(Beginning of THE DATA)

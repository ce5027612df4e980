//! Every bundled backend against the `Codec` contract.
use aostore_codecs::BundledCodecs;
use aostore_core::codec::{try_compress, CodecProvider, CompressionKind};

const KINDS: [CompressionKind; 3] = [CompressionKind::Zstd, CompressionKind::Zlib, CompressionKind::Lz4];

/// Generate `len` deterministic bytes using a simple LCG.
fn pseudo_random_bytes(len: usize, seed: u64) -> Vec<u8> {
    let mut rng = seed;
    (0..len)
        .map(|_| {
            rng = rng
                .wrapping_mul(6364136223846793005)
                .wrapping_add(1442695040888963407);
            (rng >> 56) as u8
        })
        .collect()
}

fn compressible_bytes(len: usize) -> Vec<u8> {
    let pattern = b"append-only blocks compress well when rows repeat. ";
    (0..len).map(|i| pattern[i % pattern.len()]).collect()
}

#[test]
fn roundtrip_every_kind() {
    let data = compressible_bytes(30_000);
    for kind in KINDS {
        let mut codec = BundledCodecs.create(kind, kind.default_level()).unwrap();
        assert_eq!(codec.kind(), kind);
        let mut compressed = vec![0u8; data.len()];
        let n = codec.compress(&data, &mut compressed).unwrap().expect("fits");
        assert!(n < data.len() / 4, "{} only reached {} bytes", kind, n);

        let mut out = vec![0u8; data.len()];
        let m = codec.decompress(&compressed[..n], &mut out).unwrap();
        assert_eq!(m, data.len());
        assert_eq!(out, data, "{} roundtrip", kind);
        codec.close();
    }
}

#[test]
fn context_is_reusable_across_blocks() {
    for kind in KINDS {
        let mut codec = BundledCodecs.create(kind, kind.default_level()).unwrap();
        for seed in 0..4u64 {
            let mut data = compressible_bytes(5000);
            data[..64].copy_from_slice(&pseudo_random_bytes(64, seed));
            let mut compressed = vec![0u8; data.len()];
            let n = codec.compress(&data, &mut compressed).unwrap().unwrap();
            let mut out = vec![0u8; data.len()];
            assert_eq!(codec.decompress(&compressed[..n], &mut out).unwrap(), data.len());
            assert_eq!(out, data);
        }
    }
}

#[test]
fn incompressible_input_is_stored_raw() {
    let data = pseudo_random_bytes(8000, 42);
    for kind in KINDS {
        let mut codec = BundledCodecs.create(kind, kind.default_level()).unwrap();
        let mut dst = vec![0u8; data.len()];
        assert_eq!(try_compress(codec.as_mut(), &data, &mut dst).unwrap(), None, "{}", kind);
    }
}

#[test]
fn output_too_small_is_not_an_error() {
    let data = compressible_bytes(10_000);
    for kind in KINDS {
        let mut codec = BundledCodecs.create(kind, kind.default_level()).unwrap();
        let mut dst = [0u8; 16];
        assert_eq!(codec.compress(&data, &mut dst).unwrap(), None, "{}", kind);
    }
}

#[test]
fn garbage_fails_to_decompress() {
    // neither a zstd magic number nor a valid zlib header
    let mut garbage = pseudo_random_bytes(512, 7);
    garbage[0] = 0;
    garbage[1] = 0;
    for kind in [CompressionKind::Zstd, CompressionKind::Zlib] {
        let mut codec = BundledCodecs.create(kind, kind.default_level()).unwrap();
        let mut out = vec![0u8; 4096];
        assert!(codec.decompress(&garbage, &mut out).is_err(), "{}", kind);
    }
}

#[test]
fn levels_are_checked() {
    assert!(BundledCodecs.create(CompressionKind::Zstd, 0).is_err());
    assert!(BundledCodecs.create(CompressionKind::Zstd, 20).is_err());
    assert!(BundledCodecs.create(CompressionKind::Zlib, 10).is_err());
    assert!(BundledCodecs.create(CompressionKind::Lz4, 2).is_err());
    assert!(BundledCodecs.create(CompressionKind::Zstd, 19).is_ok());
}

(End of THE DATA)

■ **INSTRUCTIONS FOR THE TASK**
Work out how many lines above contain the word "compressed". Give only the number.

■ **SOLUTION FOR THIS PROBLEM**
6